Sep. 5th, 2014

sawyl: (A self portrait)
A couple of weeks ago, I finally found time to get to grips with Kushiel's Chosen, the second in Jacqueline Carey's Kushiel's Legacy series. Set in Terre D'Ange, a fantastical version of medieval France, a year after the events of Kushiel's Dart, it begins with Phèdre nó Delaunay, now comfortably settled as Comtesse de Montrève, trying to unravel the final mystery of the first book: the disappearance of the conniving Melisande Shahrizai from her prison cell in the city of Troyes-le-Mont on the eve of her execution; something that can only have been achieved with the complicity of a member of Queen Ysandre's most trusted inner circle.

After a year of contentment in Montrève, a parcel arrives for Phèdre in the hands of a traveller from La Serenissima containing her unique sangoire cloak. Realising that the cloak can only have come from Melisande, Phèdre realises that she needs to rise to the challenge and finally resolve the mystery of her old adversary's disappearance and current whereabouts. To this end she moves her household — primarily her chevaliers and Joscelin Verreuil, her Cassiline companion and bodyguard — back to the City of Elua where she can resume her career as a courtesan, extracting information from the aristocracy about La Serenissima while her chevaliers chase down information from the guards on duty on the night of Melisande's disappearance. While the process of information gathering is reasonably successful, it worsens the estrangement between Phèdre and Joscelin, with the latter taking an increasing interest in the Yeshuite religion.

Eventually realising that the answers to her questions are almost certainly to be found in La Serenissima, Phèdre and the Queen manufacture a quarrel to explain Phèdre's abrupt departure for Caerdicca Unitas. Upon arrival in the City State, Phèdre finds the city in political uproar. Elderly Doge Cesare Stragazza has decided to stand down from his position following a prophetic warning from the goddess Asherat-of-the-Sea, leaving his sons Marco and Ricciardo scrabbling for enough votes to succeed him. Marco, the son-in-law of Prince Benedict de la Courcel of Terre D'Ange, has been somewhat disgraced and disowned by his father-in-law following his role in the poisoning of another D'Angeline, while his wife has been disinherited by her father in favour of the infant son of his second marriage. Ricciardo, meanwhile, with his strong ties to the city's guilds, has been accused of fomenting strife by encouraging the working classes to strike and riot in order to improve their wages and conditions.
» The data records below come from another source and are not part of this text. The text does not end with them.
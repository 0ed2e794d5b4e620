// Copyright 2025 The efx authors
//
// Licensed under the Apache License, Version 2.0, <LICENSE-APACHE or
// http://apache.org/licenses/LICENSE-2.0> or the MIT license <LICENSE-MIT or
// http://opensource.org/licenses/MIT>, at your option. This file may not be
// copied, modified, or distributed except according to those terms.

use crate::util::LockExt;
use core::fmt;
use std::sync::{Arc, Mutex};
use std::time::{Duration, Instant};

/// A monotonic time source for the platform's timer.
///
/// Time is reported as a [`Duration`] since an arbitrary origin fixed at
/// construction. Two sources exist: the host's monotonic clock, and a
/// virtual clock that only moves when [`Clock::advance`] is called — the
/// latter makes timed scenarios deterministic under test.
#[derive(Clone)]
pub struct Clock {
    source: Source,
}

#[derive(Clone)]
enum Source {
    Monotonic { origin: Instant },
    Virtual(Arc<VirtualClock>),
}

struct VirtualClock {
    now: Mutex<Duration>,
    /// Wakers poked whenever the clock moves, so the timer driver re-checks
    /// its deadlines.
    watchers: Mutex<Vec<Box<dyn Fn() + Send + Sync>>>,
}

// === impl Clock ===

impl Clock {
    /// The host's monotonic clock.
    pub fn monotonic() -> Self {
        Self {
            source: Source::Monotonic {
                origin: Instant::now(),
            },
        }
    }

    /// A clock that stands still until advanced.
    pub fn virtual_() -> Self {
        Self {
            source: Source::Virtual(Arc::new(VirtualClock {
                now: Mutex::new(Duration::ZERO),
                watchers: Mutex::new(Vec::new()),
            })),
        }
    }

    /// The time elapsed since this clock's origin.
    pub fn now(&self) -> Duration {
        match &self.source {
            Source::Monotonic { origin } => origin.elapsed(),
            Source::Virtual(v) => *v.now.locked(),
        }
    }

    pub fn is_virtual(&self) -> bool {
        matches!(self.source, Source::Virtual(_))
    }

    /// Moves a virtual clock forward by `duration` and wakes the timer.
    ///
    /// # Panics
    ///
    /// Panics if this clock is the host's monotonic clock; only virtual
    /// clocks can be driven by hand.
    pub fn advance(&self, duration: Duration) {
        let Source::Virtual(v) = &self.source else {
            panic!("Clock::advance called on a monotonic clock");
        };
        {
            let mut now = v.now.locked();
            *now += duration;
            tracing::trace!(now = ?*now, "virtual clock advanced");
        }
        for watcher in v.watchers.locked().iter() {
            watcher();
        }
    }

    /// Registers a callback poked whenever a virtual clock moves. No-op for
    /// the monotonic clock, whose consumers wait with real timeouts instead.
    pub(crate) fn on_advance(&self, watcher: Box<dyn Fn() + Send + Sync>) {
        if let Source::Virtual(v) = &self.source {
            v.watchers.locked().push(watcher);
        }
    }
}

impl fmt::Debug for Clock {
    fn fmt(&self, f: &mut fmt::Formatter<'_>) -> fmt::Result {
        match &self.source {
            Source::Monotonic { .. } => write!(f, "Clock::Monotonic({:?})", self.now()),
            Source::Virtual(_) => write!(f, "Clock::Virtual({:?})", self.now()),
        }
    }
}

#[cfg(test)]
mod tests {
    use super::*;

    #[test]
    fn monotonic_clock_does_not_go_backwards() {
        let clock = Clock::monotonic();
        let a = clock.now();
        let b = clock.now();
        assert!(b >= a);
    }

    #[test]
    fn virtual_clock_only_moves_when_advanced() {
        let clock = Clock::virtual_();
        assert_eq!(clock.now(), Duration::ZERO);
        clock.advance(Duration::from_millis(10));
        assert_eq!(clock.now(), Duration::from_millis(10));
    }

    #[test]
    fn virtual_clock_pokes_watchers() {
        let clock = Clock::virtual_();
        let poked = Arc::new(std::sync::atomic::AtomicUsize::new(0));
        let p = Arc::clone(&poked);
        clock.on_advance(Box::new(move || {
            p.fetch_add(1, std::sync::atomic::Ordering::SeqCst);
        }));
        clock.advance(Duration::from_millis(1));
        clock.advance(Duration::from_millis(1));
        assert_eq!(poked.load(std::sync::atomic::Ordering::SeqCst), 2);
    }
}
/// Completes the fiber, first interrupting and (per supervision mode)
/// awaiting every still-registered child. Children forked while the drain
/// runs are drained by the next round.
fn finalize(
    fiber: &RawFiber,
    slot: &mut Option<EvalState>,
    result: Result<AnyValue, ErasedCause>,
) -> StepResult {
    let children = fiber.drain_children();
    if children.is_empty() {
        let exit = match result {
            Ok(value) => Exit::Success(ValueSlot::new(value)),
            Err(cause) => Exit::Failure(cause),
        };
        fiber.complete(exit);
        return StepResult::Stop;
    }

    tracing::trace!(fiber = %fiber.id(), children = children.len(), "interrupting supervised children");
    fiber.state().set_terminating();
    let my_id = fiber.id();

    let mut drain = Erased::unit();
    for (child, mode) in children {
        child.interrupt_as(my_id);
        if mode == Supervision::Interrupt {
            drain = drain.flat_map(move |_| await_child(child));
        }
    }

    // re-surface the original result once the drain completes; the stack is
    // empty, so it finalizes again
    let resume = match result {
        Ok(value) => Erased::Succeed(value),
        Err(cause) => Erased::from_cause(cause),
    };
    StepResult::Continue(Erased::InterruptStatus(
        Box::new(drain.flat_map(move |_| resume)),
        false,
    ))
}

fn await_child(child: RawFiber) -> Erased {
    Erased::Async(Box::new(move |handle| {
        if child.state().is_done() {
            return Some(Erased::unit());
        }
        child.on_done(Box::new(move |_exit| {
            handle.resume(Erased::unit());
        }));
        None
    }))
}

/// The `EffectAsync` reduction: park, transition to `Suspended`, register.
fn suspend(
    fiber: &RawFiber,
    slot: &mut Option<EvalState>,
    register: Box<dyn FnOnce(ResumeHandle) -> Option<Erased> + Send>,
) -> StepResult {
    let interruptible = eval(slot).interruptible();

    // park first: whoever wins the resume CAS owns the parked state
    let eval = slot.take().expect("evaluation state missing, this is a bug");
    fiber.park(eval);

    let epoch = match fiber.state().try_suspend(interruptible) {
        Ok(epoch) => epoch,
        Err(()) => {
            // interrupted before we could suspend; back out (the phase never
            // left Running, so nobody else can have taken the state)
            let eval = fiber
                .take_parked()
                .expect("parked state vanished before suspension, this is a bug");
            *slot = Some(eval);
            return StepResult::Continue(Erased::from_cause(fiber.interrupt_cause()));
        }
    };
    tracing::trace!(fiber = %fiber.id(), interruptible, "suspended");

    let handle = ResumeHandle {
        fiber: fiber.clone(),
        epoch,
    };
    // the registration is user code; a panic here must be resolved against
    // the suspension we just entered, not rethrown past it
    let registered = catch_unwind(AssertUnwindSafe(|| register(handle)));
    let registered = match registered {
        Ok(registered) => registered,
        Err(payload) => {
            if fiber.platform().is_fatal(&*payload) {
                resume_unwind(payload);
            }
            let defect = Defect::from_panic(&*payload);
            if fiber.state().try_resume(epoch) {
                let eval = fiber
                    .take_parked()
                    .expect("resumed fiber has no parked state, this is a bug");
                *slot = Some(eval);
                return StepResult::Continue(Erased::from_cause(Cause::Die(defect)));
            }
            // a callback fired before the panic; the fiber lives on elsewhere
            tracing::error!(fiber = %fiber.id(), %defect, "async registration panicked after resuming");
            return StepResult::Stop;
        }
    };
    match registered {
        Some(shortcut) => {
            // the registration produced a synchronous result; take the
            // suspension back, unless a concurrent resume beat us to it
            if fiber.state().try_resume(epoch) {
                let eval = fiber
                    .take_parked()
                    .expect("resumed fiber has no parked state, this is a bug");
                *slot = Some(eval);
                StepResult::Continue(shortcut)
            } else {
                tracing::trace!(fiber = %fiber.id(), "synchronous shortcut lost the resume race");
                StepResult::Stop
            }
        }
        None => StepResult::Stop,
    }
}

fn spawn_child(
    fiber: &RawFiber,
    eval: &mut EvalState,
    effect: Erased,
    mode: Supervision,
) -> RawFiber {
    let child = RawFiber::new(Arc::clone(fiber.platform()));
    if mode != Supervision::Disown {
        fiber.register_child(&child, mode);
    }
    tracing::trace!(fiber = %fiber.id(), child = %child.id(), ?mode, "forked");

    let mut child_eval = EvalState::new(eval.environment());
    // the child begins on (and stays pinned to) the parent's current
    // executor overrides
    child_eval.executors = eval.executors.clone();
    schedule(child.clone(), child_eval, effect);
    child
}

struct RaceArm {
    on_left: Box<dyn FnOnce(RawExit, RawFiber) -> Erased + Send>,
    on_right: Box<dyn FnOnce(RawExit, RawFiber) -> Erased + Send>,
    left: RawFiber,
    right: RawFiber,
}

/// The `RaceWith` reduction: fork both sides, then suspend until the first
/// completion resumes the parent through the matching done-handler. The
/// loser is *not* interrupted here; that policy belongs to the handlers.
fn race_with(fiber: &RawFiber, slot: &mut Option<EvalState>, race: RaceWith) -> StepResult {
    let RaceWith {
        left,
        right,
        left_mode,
        right_mode,
        on_left,
        on_right,
    } = race;

    let left_fiber = spawn_child(fiber, eval(slot), left, left_mode);
    let right_fiber = spawn_child(fiber, eval(slot), right, right_mode);

    let interruptible = eval(slot).interruptible();
    let eval = slot.take().expect("evaluation state missing, this is a bug");
    fiber.park(eval);

    let epoch = match fiber.state().try_suspend(interruptible) {
        Ok(epoch) => epoch,
        Err(()) => {
            let eval = fiber
                .take_parked()
                .expect("parked state vanished before suspension, this is a bug");
            *slot = Some(eval);
            // the freshly forked children stay supervised; the unwind ahead
            // interrupts them
            return StepResult::Continue(Erased::from_cause(fiber.interrupt_cause()));
        }
    };

    let handle = ResumeHandle {
        fiber: fiber.clone(),
        epoch,
    };
    let arm = Arc::new(Mutex::new(Some(RaceArm {
        on_left,
        on_right,
        left: left_fiber.clone(),
        right: right_fiber.clone(),
    })));

    // the left observer registers first: a tie inside one CAS window goes to
    // the left side
    {
        let arm = Arc::clone(&arm);
        let handle = handle.clone();
        left_fiber.on_done(Box::new(move |exit| {
            if let Some(arm) = arm.locked().take() {
                handle.resume(run_race_handler(arm.on_left, exit, arm.right));
            }
        }));
    }
    {
        let arm = Arc::clone(&arm);
        right_fiber.on_done(Box::new(move |exit| {
            if let Some(arm) = arm.locked().take() {
                handle.resume(run_race_handler(arm.on_right, exit, arm.left));
            }
        }));
    }

    StepResult::Stop
}
// Copyright 2025 The efx authors
//
// Licensed under the Apache License, Version 2.0, <LICENSE-APACHE or
// http://apache.org/licenses/LICENSE-2.0> or the MIT license <LICENSE-MIT or
// http://opensource.org/licenses/MIT>, at your option. This file may not be
// copied, modified, or distributed except according to those terms.

use crate::time::Clock;
use crate::util::LockExt;
use core::cmp::Reverse;
use core::fmt;
use std::collections::BinaryHeap;
use std::sync::{Arc, Condvar, Mutex};
use std::time::Duration;

/// The platform's timer: a deadline heap drained by one driver thread.
///
/// The driver pops every entry whose deadline is at or before `clock.now()`
/// and fires it, then sleeps until the next deadline (monotonic clock) or
/// until the clock is advanced (virtual clock). Firing means invoking the
/// entry's wake callback, which resumes the sleeping fiber through its
/// executor; the driver thread itself never runs fiber code.
///
/// Entries for fibers that were interrupted while sleeping are not removed
/// eagerly; they fire into a stale suspension epoch and the resume CAS
/// discards them.
pub struct Timer {
    shared: Arc<TimerShared>,
}

struct TimerShared {
    clock: Clock,
    core: Mutex<Core>,
    /// Signalled when a new earliest deadline is registered, the clock is
    /// advanced, or the timer shuts down.
    changed: Condvar,
}

struct Core {
    entries: BinaryHeap<Reverse<Entry>>,
    next_seq: u64,
    stopped: bool,
}

struct Entry {
    deadline: Duration,
    /// Keeps the heap order total; ties in `deadline` fire in registration
    /// order.
    seq: u64,
    wake: Box<dyn FnOnce() + Send>,
}

// === impl Timer ===

impl Timer {
    /// Starts the driver thread for `clock`.
    pub(crate) fn start(clock: Clock) -> Self {
        let shared = Arc::new(TimerShared {
            clock: clock.clone(),
            core: Mutex::new(Core {
                entries: BinaryHeap::new(),
                next_seq: 0,
                stopped: false,
            }),
            changed: Condvar::new(),
        });

        {
            let shared = Arc::downgrade(&shared);
            clock.on_advance(Box::new(move || {
                if let Some(shared) = shared.upgrade() {
                    shared.changed.notify_all();
                }
            }));
        }

        {
            let shared = Arc::clone(&shared);
            std::thread::Builder::new()
                .name("efx-timer".into())
                .spawn(move || shared.run_driver())
                .expect("failed to spawn the timer driver thread");
        }

        Self { shared }
    }

    pub(crate) fn clock(&self) -> &Clock {
        &self.shared.clock
    }

    /// Registers `wake` to fire once `duration` has elapsed on the timer's
    /// clock. A zero (or negative-equivalent) duration fires on the driver's
    /// next turn, never inline.
    pub(crate) fn schedule(&self, duration: Duration, wake: Box<dyn FnOnce() + Send>) {
        let deadline = self.shared.clock.now() + duration;
        let mut core = self.shared.core.locked();
        let seq = core.next_seq;
        core.next_seq += 1;
        let is_next = core
            .entries
            .peek()
            .is_none_or(|Reverse(head)| deadline < head.deadline);
        core.entries.push(Reverse(Entry {
            deadline,
            seq,
            wake,
        }));
        drop(core);

        tracing::trace!(?deadline, seq, "timer entry registered");
        if is_next {
            self.shared.changed.notify_all();
        }
    }

    /// Stops the driver thread. Pending entries never fire.
    pub(crate) fn stop(&self) {
        self.shared.core.locked().stopped = true;
        self.shared.changed.notify_all();
    }
}

impl TimerShared {
    fn run_driver(&self) {
        let _span = tracing::debug_span!("timer driver").entered();

        let mut core = self.core.locked();
        loop {
            if core.stopped {
                tracing::debug!("stop signal received, shutting down");
                return;
            }

            let now = self.clock.now();
            let mut expired = 0_usize;
            while core
                .entries
                .peek()
                .is_some_and(|Reverse(head)| head.deadline <= now)
            {
                let Reverse(entry) = core.entries.pop().expect("peeked entry vanished");
                expired += 1;
                // fire outside the lock so a wake that re-registers a timer
                // (e.g. a retry loop) cannot deadlock.
                drop(core);
                tracing::trace!(deadline = ?entry.deadline, seq = entry.seq, "timer fired");
                (entry.wake)();
                core = self.core.locked();
            }

            if expired > 0 {
                // firing may have taken time (or advanced the virtual clock
                // from a watcher), re-check before sleeping.
                continue;
            }

            core = match core.entries.peek() {
                Some(Reverse(head)) if !self.clock.is_virtual() => {
                    let wait = head.deadline.saturating_sub(now);
                    self.changed
                        .wait_timeout(core, wait)
                        .unwrap_or_else(std::sync::PoisonError::into_inner)
                        .0
                }
                // virtual clocks only move via `advance`, which notifies us;
                // with no entries there is nothing to wait for either way.
                _ => self
                    .changed
                    .wait(core)
                    .unwrap_or_else(std::sync::PoisonError::into_inner),
            };
        }
    }
}

impl Drop for Timer {
    fn drop(&mut self) {
        self.stop();
    }
}

impl fmt::Debug for Timer {
    fn fmt(&self, f: &mut fmt::Formatter<'_>) -> fmt::Result {
        let core = self.shared.core.locked();
        f.debug_struct("Timer")
            .field("clock", &self.shared.clock)
            .field("pending", &core.entries.len())
            .field("stopped", &core.stopped)
            .finish()
    }
}

impl PartialEq for Entry {
    fn eq(&self, other: &Self) -> bool {
        self.deadline == other.deadline && self.seq == other.seq
    }
}

impl Eq for Entry {}

impl PartialOrd for Entry {
    fn partial_cmp(&self, other: &Self) -> Option<core::cmp::Ordering> {
        Some(self.cmp(other))
    }
}

impl Ord for Entry {
    fn cmp(&self, other: &Self) -> core::cmp::Ordering {
        self.deadline
            .cmp(&other.deadline)
            .then(self.seq.cmp(&other.seq))
    }
}

#[cfg(test)]
mod tests {
    use super::*;
    use std::sync::mpsc;

    #[test]
    fn monotonic_entries_fire_in_deadline_order() {
        let timer = Timer::start(Clock::monotonic());
        let (tx, rx) = mpsc::channel();

        for (label, ms) in [("slow", 50_u64), ("fast", 5)] {
            let tx = tx.clone();
            timer.schedule(
                Duration::from_millis(ms),
                Box::new(move || tx.send(label).unwrap()),
            );
        }

        assert_eq!(rx.recv_timeout(Duration::from_secs(5)).unwrap(), "fast");
        assert_eq!(rx.recv_timeout(Duration::from_secs(5)).unwrap(), "slow");
    }

    #[test]
    fn virtual_entries_fire_only_when_advanced() {
        let clock = Clock::virtual_();
        let timer = Timer::start(clock.clone());
        let (tx, rx) = mpsc::channel();

        timer.schedule(
            Duration::from_millis(10),
            Box::new(move || tx.send(()).unwrap()),
        );

        assert!(rx.recv_timeout(Duration::from_millis(50)).is_err());

        clock.advance(Duration::from_millis(10));
        rx.recv_timeout(Duration::from_secs(5)).unwrap();
    }

    #[test]
    fn stopped_timer_drops_pending_entries() {
        let timer = Timer::start(Clock::monotonic());
        let (tx, rx) = mpsc::channel::<()>();
        timer.schedule(
            Duration::from_millis(20),
            Box::new(move || tx.send(()).unwrap()),
        );
        timer.stop();
        assert!(rx.recv_timeout(Duration::from_millis(100)).is_err());
    }
}
// Copyright 2025 The efx authors
//
// Licensed under the Apache License, Version 2.0, <LICENSE-APACHE or
// http://apache.org/licenses/LICENSE-2.0> or the MIT license <LICENSE-MIT or
// http://opensource.org/licenses/MIT>, at your option. This file may not be
// copied, modified, or distributed except according to those terms.

//! A lightweight effect runtime.
//!
//! `efx` executes composable, pure descriptions of effectful programs
//! ([`Effect`] values) over a pool of user-space tasks ([`Fiber`]s)
//! multiplexed onto a small set of operating-system threads. Effects encode
//! success values, typed failures, asynchronous suspension, forking,
//! resource-safe acquisition and release, cooperative interruption, and
//! access to an ambient environment; the interpreter evaluates them with
//! structured concurrency, fine-grained interruption and deterministic
//! finalization.
//!
//! ```
//! use efx::{Effect, Runtime};
//!
//! let runtime = Runtime::new();
//! let exit = runtime.block_on(
//!     Effect::<i32>::succeed(1)
//!         .flat_map(|x| Effect::succeed(x + 1))
//!         .map(|x| x * 10),
//! );
//! assert_eq!(exit.success(), Some(20));
//! ```
//!
//! The building blocks, leaves first:
//!
//! - [`executor`]: the thread pools fiber slices run on.
//! - [`cause`] / [`exit`]: composable failure trees and terminal results.
//! - [`effect`]: the effect algebra and its typed surface.
//! - [`fiber`]: the interpreter, fiber handles, supervision.
//! - [`sync`]: [`Ref`], [`Promise`], and the bounded [`Queue`].
//! - [`stm`]: transactional variables with an atomic commit loop.
//! - [`time`]: clocks (monotonic and virtual) and [`sleep`].
//! - [`platform`] / [`runtime`]: configuration and the two run modes.

mod loom;
mod util;

pub mod cause;
pub mod effect;
pub mod executor;
pub mod exit;
pub mod fiber;
pub mod platform;
pub mod runtime;
pub mod stm;
pub mod sync;
pub mod time;

pub use cause::{Cause, Defect, Failure, Squashed};
pub use effect::{Callback, Effect};
pub use executor::{BlockingPool, Executor, Task, ThreadPool};
pub use exit::Exit;
pub use fiber::{Fiber, FiberDescriptor, FiberId, Supervision};
pub use platform::Platform;
pub use runtime::Runtime;
pub use stm::{Stm, TVar, atomically};
pub use sync::{Promise, Queue, Ref};
pub use time::{Clock, sleep};
// Copyright 2025 The efx authors
//
// Licensed under the Apache License, Version 2.0, <LICENSE-APACHE or
// http://apache.org/licenses/LICENSE-2.0> or the MIT license <LICENSE-MIT or
// http://opensource.org/licenses/MIT>, at your option. This file may not be
// copied, modified, or distributed except according to those terms.

//! The typed effect surface.
//!
//! An [`Effect<A, E>`] is an immutable description of a computation that,
//! when run by a [`Runtime`], either succeeds with an `A`, fails with a
//! [`Cause<E>`], or never completes. Effects are inert values: constructing
//! one performs no work, and the only way to make one happen is to hand it
//! to a runtime (or fork it from a running effect).
//!
//! Effects are one-shot: combinators take `self` by value and running
//! consumes the tree. Build a fresh effect (usually from a closure) when you
//! need to run the same logic twice.
//!
//! [`Runtime`]: crate::runtime::Runtime

pub(crate) mod repr;

use crate::cause::{Cause, Defect, Failure};
use crate::exit::Exit;
use crate::fiber::context::ResumeHandle;
use crate::fiber::{Fiber, FiberDescriptor, Supervision, typed_exit};
use crate::executor::Executor;
use crate::util::LockExt;
use core::convert::Infallible;
use core::marker::PhantomData;
use repr::{AnyValue, Erased, unbox};
use std::sync::{Arc, Mutex};
use std::time::Duration;

/// An immutable, composable description of an effectful computation.
///
/// `A` is the success type; `E` the typed, recoverable error type (defaulted
/// to [`Infallible`] for effects that can only die or be interrupted).
#[must_use = "effects describe computations and do nothing until run"]
pub struct Effect<A, E = Infallible> {
    repr: Erased,
    _marker: PhantomData<fn() -> (A, E)>,
}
Pursuing her investigations against the chaotic background of the city, Phèdre realises just to late that she has been out-played by her opponent and that not only is Melisande in the city, but she has backed Phèdre into a corner from where escape seems impossible. Obviously, given that the narrative is framed as a memoir, this isn't the end for Phèdre and she wins herself free, only to find herself in the hands of a notorious — and cursed! — pirate. There then follow a series of adventures during which Phèdre frantically tries to get word back to her Queen to try to prevent her from undertaking an official tour of Caerdicca Unitas; a tour which, with a traitor left behind in Terre D'Ange and Melisande positioned ahead in La Serenissima, can only result in a regicidal coup. The rest of the book takes the form of a headlong rush as Phèdre tries to get back to La Serenissima in time to confound Melisande's schemes.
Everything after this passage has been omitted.